◆ **Records for processing**:
══════════════════════════════

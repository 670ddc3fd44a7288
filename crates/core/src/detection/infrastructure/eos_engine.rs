//! Composite 3D morphable-model engine: YuNet boxes feed a dense
//! landmark mesh whose positions are fit with ridge-regularized PCA
//! coefficients.
//!
//! The fit is orthographic. Landmark and model-mean clouds are both
//! similarity-normalized (centroid at the origin, RMS radius one); the
//! shape basis is solved first and the expression basis on the
//! remaining residual. Box detection runs on every call while the mesh
//! and fit stages follow the spatial-identity throttle, so a stationary
//! face replays its cached coefficients between phases.

use std::fs;
use std::path::{Path, PathBuf};

use ndarray::{Array1, Array2};
use safetensors::tensor::TensorView;
use safetensors::{Dtype, SafeTensors};
use thiserror::Error;

use crate::detection::domain::detector::Detector;
use crate::detection::domain::engine_config::{EnvLookup, EosConfig};
use crate::detection::domain::regressors::MeshRegressor;
use crate::detection::infrastructure::execution_provider::ensure_accelerated;
use crate::detection::infrastructure::face_landmarker::FaceLandmarker;
use crate::detection::infrastructure::face_mesh_engine::BoxStage;
use crate::detection::infrastructure::math::solve_ridge;
use crate::detection::infrastructure::model_fetcher;
use crate::detection::infrastructure::throttle::{SpatialCache, ThrottleCounter};
use crate::detection::infrastructure::yunet_engine::YuNetEngine;
use crate::shared::bbox::BBox;
use crate::shared::constants::{ENV_MORPHABLE_MODEL, MORPHABLE_MODEL_NAME, MORPHABLE_MODEL_URL};
use crate::shared::detection_record::{DetectionRecord, MorphableCoefficients};
use crate::shared::frame::Frame;

const SOURCE_TAG: &str = "eos";

#[derive(Error, Debug)]
pub enum MorphableModelError {
    #[error("failed to read morphable model: {0}")]
    Io(#[from] std::io::Error),
    #[error("failed to parse morphable model: {0}")]
    Format(#[from] safetensors::SafeTensorError),
    #[error("bad tensor {name}: {reason}")]
    BadTensor { name: String, reason: String },
}

/// Coefficient fit over a landmark mesh. `Ok(None)` means the system
/// was degenerate or singular for this input; errors are reserved for
/// misconfiguration such as a landmark count the model cannot accept.
pub(crate) trait MorphableFitStage: Send {
    fn fit(
        &mut self,
        landmarks: &[[f32; 3]],
    ) -> Result<Option<MorphableCoefficients>, Box<dyn std::error::Error>>;
}

/// Landmarks and morphable coefficients from one expensive-stage run.
type CachedStages = (Vec<[f32; 3]>, Option<MorphableCoefficients>);

pub struct EosEngine {
    boxes: Box<dyn BoxStage>,
    mesh: Box<dyn MeshRegressor>,
    fit: Box<dyn MorphableFitStage>,
    throttle: ThrottleCounter,
    cache: SpatialCache<CachedStages>,
    max_faces: usize,
}

impl EosEngine {
    pub fn from_config(config: &EosConfig) -> Result<Self, Box<dyn std::error::Error>> {
        if config.use_gpu {
            ensure_accelerated(SOURCE_TAG)?;
        }

        // one GPU decision for the whole composite
        let mut yunet_config = config.yunet.clone();
        yunet_config.use_gpu = config.use_gpu;
        let boxes = YuNetEngine::from_config(&yunet_config)?;

        let mesh = FaceLandmarker::new(
            config.mesh_model_override.as_deref(),
            config.model_dir.as_deref(),
            config.use_gpu,
        )?;
        let fit = RidgeFitter::new(
            config.morphable_model_override.as_deref(),
            config.model_dir.as_deref(),
            config.regularization,
        )?;

        Ok(Self::with_stages(
            Box::new(boxes),
            Box::new(mesh),
            Box::new(fit),
            config.throttle_interval,
            config.yunet.max_faces,
        ))
    }

    pub(crate) fn with_stages(
        boxes: Box<dyn BoxStage>,
        mesh: Box<dyn MeshRegressor>,
        fit: Box<dyn MorphableFitStage>,
        throttle_interval: u32,
        max_faces: usize,
    ) -> Self {
        Self {
            boxes,
            mesh,
            fit,
            throttle: ThrottleCounter::new(throttle_interval),
            cache: SpatialCache::new(),
            max_faces,
        }
    }

    fn run_expensive_stages(&mut self, frame: &Frame, bbox: &BBox) -> CachedStages {
        let landmarks = match self.mesh.regress(frame, bbox) {
            Ok(points) => points,
            Err(e) => {
                log::warn!("landmark regression failed for face at {bbox:?}: {e}");
                Vec::new()
            }
        };
        let coefficients = if landmarks.is_empty() {
            None
        } else {
            match self.fit.fit(&landmarks) {
                Ok(coefficients) => coefficients,
                Err(e) => {
                    log::warn!("morphable fit failed for face at {bbox:?}: {e}");
                    None
                }
            }
        };
        (landmarks, coefficients)
    }
}

impl Detector for EosEngine {
    fn detect(
        &mut self,
        frame: &Frame,
    ) -> Result<Vec<DetectionRecord>, Box<dyn std::error::Error>> {
        let on_phase = self.throttle.tick();

        // the box stage wants BGR; the mesh stage reads the frame as-is
        let bgr = frame.swapped_rb();
        let mut detections = self.boxes.detect_boxes(&bgr)?;
        detections.truncate(self.max_faces);

        let mut records = Vec::with_capacity(detections.len());
        for det in &detections {
            let bbox = BBox::from_corners(det.x1, det.y1, det.x2, det.y2)
                .clamped(frame.width(), frame.height());
            if bbox.is_empty() {
                continue;
            }
            let key = bbox.corner_key();

            let cached = if on_phase {
                None
            } else {
                self.cache.lookup(&key).cloned()
            };
            let (landmarks, coefficients) = match cached {
                Some(stages) => stages,
                None => {
                    let stages = self.run_expensive_stages(frame, &bbox);
                    self.cache.store(key, stages.clone());
                    stages
                }
            };

            let mut record = DetectionRecord::new(bbox, SOURCE_TAG, "face", det.score.min(1.0))
                .with_landmarks(landmarks);
            if let Some(coefficients) = coefficients {
                record = record.with_eos(coefficients);
            }
            records.push(record);
        }
        Ok(records)
    }

    fn source_tag(&self) -> &'static str {
        SOURCE_TAG
    }
}

// ---------------------------------------------------------------------------
// Ridge fitter
// ---------------------------------------------------------------------------

/// PCA basis loaded from a safetensors artifact.
///
/// Expected tensors, all f32: `shape.mean` as a flat `[3N]` xyz vector,
/// with `shape.basis` as `[3N, S]` and `expression.basis` as `[3N, E]`
/// in the same point order as the landmark mesh the fitter consumes.
/// Only x and y rows enter the design matrices.
struct MorphableBasis {
    point_count: usize,
    mean_norm: Array1<f32>,
    shape_design: Array2<f32>,
    expression_design: Array2<f32>,
}

impl MorphableBasis {
    fn precompute(
        mean: &[f32],
        shape: &Array2<f32>,
        expression: &Array2<f32>,
    ) -> Result<Self, MorphableModelError> {
        let point_count = mean.len() / 3;
        let n = point_count as f32;

        let mut cx = 0.0_f32;
        let mut cy = 0.0_f32;
        for i in 0..point_count {
            cx += mean[3 * i];
            cy += mean[3 * i + 1];
        }
        cx /= n;
        cy /= n;

        let mut var = 0.0_f32;
        for i in 0..point_count {
            let dx = mean[3 * i] - cx;
            let dy = mean[3 * i + 1] - cy;
            var += dx * dx + dy * dy;
        }
        let scale = (var / n).sqrt();
        if scale <= f32::EPSILON {
            return Err(MorphableModelError::BadTensor {
                name: "shape.mean".to_string(),
                reason: "mean shape collapses to a single 2D point".to_string(),
            });
        }

        let mut mean_norm = Array1::zeros(2 * point_count);
        for i in 0..point_count {
            mean_norm[2 * i] = (mean[3 * i] - cx) / scale;
            mean_norm[2 * i + 1] = (mean[3 * i + 1] - cy) / scale;
        }

        Ok(Self {
            point_count,
            mean_norm,
            shape_design: project_design(shape, point_count, scale),
            expression_design: project_design(expression, point_count, scale),
        })
    }

    fn fit(&self, landmarks: &[[f32; 3]], lambda: f32) -> Option<MorphableCoefficients> {
        let observed = normalize_landmarks(landmarks)?;
        let residual = &observed - &self.mean_norm;

        let shape = solve_ridge(&self.shape_design, &residual, lambda)?;
        let explained = self.shape_design.dot(&shape);
        let expression_residual = &residual - &explained;
        let expression = solve_ridge(&self.expression_design, &expression_residual, lambda)?;

        Some(MorphableCoefficients {
            shape: shape.to_vec(),
            expression: expression.to_vec(),
        })
    }
}

/// Drop the z rows of a `[3N, K]` basis and rescale by the mean shape's
/// RMS radius, matching the normalized space the fit runs in.
fn project_design(basis: &Array2<f32>, point_count: usize, scale: f32) -> Array2<f32> {
    let cols = basis.ncols();
    let mut design = Array2::zeros((2 * point_count, cols));
    for i in 0..point_count {
        for j in 0..cols {
            design[[2 * i, j]] = basis[[3 * i, j]] / scale;
            design[[2 * i + 1, j]] = basis[[3 * i + 1, j]] / scale;
        }
    }
    design
}

/// Similarity-normalize 2D landmark positions: centroid to the origin,
/// RMS radius to one. `None` when every point coincides.
fn normalize_landmarks(landmarks: &[[f32; 3]]) -> Option<Array1<f32>> {
    let n = landmarks.len() as f32;
    let cx = landmarks.iter().map(|p| p[0]).sum::<f32>() / n;
    let cy = landmarks.iter().map(|p| p[1]).sum::<f32>() / n;
    let var = landmarks
        .iter()
        .map(|p| {
            let dx = p[0] - cx;
            let dy = p[1] - cy;
            dx * dx + dy * dy
        })
        .sum::<f32>()
        / n;
    let scale = var.sqrt();
    if scale <= f32::EPSILON {
        return None;
    }

    let mut out = Array1::zeros(2 * landmarks.len());
    for (i, p) in landmarks.iter().enumerate() {
        out[2 * i] = (p[0] - cx) / scale;
        out[2 * i + 1] = (p[1] - cy) / scale;
    }
    Some(out)
}

struct RidgeFitter {
    basis: MorphableBasis,
    lambda: f32,
}

impl RidgeFitter {
    fn new(
        override_path: Option<&Path>,
        model_dir: Option<&Path>,
        lambda: f32,
    ) -> Result<Self, Box<dyn std::error::Error>> {
        let path = resolve_model_with(override_path, model_dir, &|key| std::env::var(key).ok())?;
        let basis = load_basis(&path)?;
        log::debug!(
            "morphable model {}: {} points, {} shape and {} expression components",
            path.display(),
            basis.point_count,
            basis.shape_design.ncols(),
            basis.expression_design.ncols()
        );
        Ok(Self { basis, lambda })
    }

    #[cfg(test)]
    fn from_bytes(data: &[u8], lambda: f32) -> Result<Self, MorphableModelError> {
        Ok(Self {
            basis: basis_from_bytes(data)?,
            lambda,
        })
    }
}

impl MorphableFitStage for RidgeFitter {
    fn fit(
        &mut self,
        landmarks: &[[f32; 3]],
    ) -> Result<Option<MorphableCoefficients>, Box<dyn std::error::Error>> {
        if landmarks.len() != self.basis.point_count {
            return Err(format!(
                "morphable model expects {} landmarks, mesh produced {}",
                self.basis.point_count,
                landmarks.len()
            )
            .into());
        }
        Ok(self.basis.fit(landmarks, self.lambda))
    }
}

fn load_basis(path: &Path) -> Result<MorphableBasis, MorphableModelError> {
    let data = fs::read(path)?;
    basis_from_bytes(&data)
}

fn basis_from_bytes(data: &[u8]) -> Result<MorphableBasis, MorphableModelError> {
    let tensors = SafeTensors::deserialize(data)?;

    let mean = vector(&tensors, "shape.mean")?;
    if mean.len() % 3 != 0 || mean.len() < 9 {
        return Err(MorphableModelError::BadTensor {
            name: "shape.mean".to_string(),
            reason: format!(
                "expected a flat xyz vector of at least 3 points, got length {}",
                mean.len()
            ),
        });
    }

    let shape = matrix(&tensors, "shape.basis", mean.len())?;
    let expression = matrix(&tensors, "expression.basis", mean.len())?;
    MorphableBasis::precompute(&mean, &shape, &expression)
}

fn vector(tensors: &SafeTensors, name: &str) -> Result<Vec<f32>, MorphableModelError> {
    let view = tensors.tensor(name)?;
    if view.shape().len() != 1 {
        return Err(MorphableModelError::BadTensor {
            name: name.to_string(),
            reason: format!("expected 1-d vector, got shape {:?}", view.shape()),
        });
    }
    tensor_to_f32(&view, name)
}

fn matrix(tensors: &SafeTensors, name: &str, rows: usize) -> Result<Array2<f32>, MorphableModelError> {
    let view = tensors.tensor(name)?;
    let shape = view.shape().to_vec();
    if shape.len() != 2 || shape[0] != rows || shape[1] == 0 {
        return Err(MorphableModelError::BadTensor {
            name: name.to_string(),
            reason: format!("expected a [{rows}, K] basis, got shape {shape:?}"),
        });
    }
    let values = tensor_to_f32(&view, name)?;
    Array2::from_shape_vec((shape[0], shape[1]), values).map_err(|e| {
        MorphableModelError::BadTensor {
            name: name.to_string(),
            reason: e.to_string(),
        }
    })
}

fn tensor_to_f32(view: &TensorView, name: &str) -> Result<Vec<f32>, MorphableModelError> {
    if view.dtype() != Dtype::F32 {
        return Err(MorphableModelError::BadTensor {
            name: name.to_string(),
            reason: format!("expected f32, got {:?}", view.dtype()),
        });
    }
    Ok(view
        .data()
        .chunks_exact(4)
        .map(|b| f32::from_le_bytes([b[0], b[1], b[2], b[3]]))
        .collect())
}

fn resolve_model_with(
    override_path: Option<&Path>,
    model_dir: Option<&Path>,
    lookup: EnvLookup,
) -> Result<PathBuf, Box<dyn std::error::Error>> {
    if let Some(path) = override_path {
        if path.exists() {
            return Ok(path.to_path_buf());
        }
    }
    if let Some(path) = lookup(ENV_MORPHABLE_MODEL).map(PathBuf::from) {
        if path.exists() {
            return Ok(path);
        }
    }
    if let Some(dir) = model_dir {
        let candidate = dir.join(MORPHABLE_MODEL_NAME);
        if candidate.exists() {
            return Ok(candidate);
        }
    }
    Ok(model_fetcher::resolve(
        MORPHABLE_MODEL_NAME,
        MORPHABLE_MODEL_URL,
        model_dir,
        None,
    )?)
}

// ---------------------------------------------------------------------------
// Tests
// ---------------------------------------------------------------------------
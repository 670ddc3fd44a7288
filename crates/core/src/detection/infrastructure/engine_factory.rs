//! Name-keyed detector construction.
//!
//! `"mediapipe"` is the built-in face-mesh engine; the factory returns
//! the `None` sentinel for it and the caller builds that engine itself.
//! Every other recognized name constructs one boxed detector from its
//! environment-derived configuration.

use thiserror::Error;

use crate::detection::domain::detector::Detector;
use crate::detection::domain::engine_config::{
    EosConfig, HaarConfig, InsightFaceConfig, OpenSeeFaceConfig, PyFeatConfig, YuNetConfig,
};
use crate::detection::infrastructure::eos_engine::EosEngine;
use crate::detection::infrastructure::haar_engine::HaarEngine;
use crate::detection::infrastructure::insightface_engine::InsightFaceEngine;
use crate::detection::infrastructure::openseeface_engine::OpenSeeFaceEngine;
use crate::detection::infrastructure::pyfeat_engine::PyFeatEngine;
use crate::detection::infrastructure::yunet_engine::YuNetEngine;

/// Names `create_engine` accepts, the built-in sentinel first.
pub const ENGINE_NAMES: [&str; 7] = [
    "mediapipe",
    "openseeface",
    "insightface",
    "haar",
    "yunet",
    "composite-pyfeat",
    "eos",
];

#[derive(Error, Debug)]
pub enum EngineFactoryError {
    #[error("unknown engine {0:?}; known engines: {}", ENGINE_NAMES.join(", "))]
    UnknownEngine(String),
    #[error("engine {name} construction failed: {reason}")]
    Construction { name: String, reason: String },
}

/// Build the detector registered under `name`.
///
/// `Ok(None)` is the built-in face-mesh sentinel. `use_gpu` is injected
/// into each engine's environment-derived config; environment collection
/// never carries the GPU decision.
pub fn create_engine(
    name: &str,
    use_gpu: bool,
) -> Result<Option<Box<dyn Detector>>, EngineFactoryError> {
    let normalized = name.trim().to_ascii_lowercase();
    match normalized.as_str() {
        "mediapipe" => {
            log::info!("using built-in face-mesh engine");
            Ok(None)
        }
        "openseeface" => {
            let mut config = OpenSeeFaceConfig::from_env();
            config.use_gpu = use_gpu;
            boxed(&normalized, OpenSeeFaceEngine::from_config(&config))
        }
        "insightface" => {
            let mut config = InsightFaceConfig::from_env();
            config.use_gpu = use_gpu;
            boxed(&normalized, InsightFaceEngine::from_config(&config))
        }
        "haar" => {
            if use_gpu {
                log::debug!("haar cascade runs on CPU; the GPU request has no effect");
            }
            let config = HaarConfig::from_env();
            boxed(&normalized, HaarEngine::from_config(&config))
        }
        "yunet" => {
            let mut config = YuNetConfig::from_env();
            config.use_gpu = use_gpu;
            boxed(&normalized, YuNetEngine::from_config(&config))
        }
        "composite-pyfeat" => {
            let mut config = PyFeatConfig::from_env();
            config.use_gpu = use_gpu;
            boxed(&normalized, PyFeatEngine::from_config(&config))
        }
        "eos" => {
            let mut config = EosConfig::from_env();
            config.use_gpu = use_gpu;
            boxed(&normalized, EosEngine::from_config(&config))
        }
        _ => Err(EngineFactoryError::UnknownEngine(name.to_string())),
    }
}

fn boxed<E: Detector + 'static>(
    name: &str,
    engine: Result<E, Box<dyn std::error::Error>>,
) -> Result<Option<Box<dyn Detector>>, EngineFactoryError> {
    match engine {
        Ok(engine) => {
            log::info!("engine {name} constructed");
            Ok(Some(Box::new(engine)))
        }
        Err(e) => Err(EngineFactoryError::Construction {
            name: name.to_string(),
            reason: e.to_string(),
        }),
    }
}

══════════════════════════════

◆ **Work task**: Starting at the first line of the records above, please copy each line exactly until you reach the line containing "clouds are both". Include that line and stop there.

◆ **Exercise response**:
repository 670ddc3fd44a7288
filename crates/core/src/detection/infrastructure/eos_engine.rs
//! Composite 3D morphable-model engine: YuNet boxes feed a dense
//! landmark mesh whose positions are fit with ridge-regularized PCA
//! coefficients.
//!
//! The fit is orthographic. Landmark and model-mean clouds are both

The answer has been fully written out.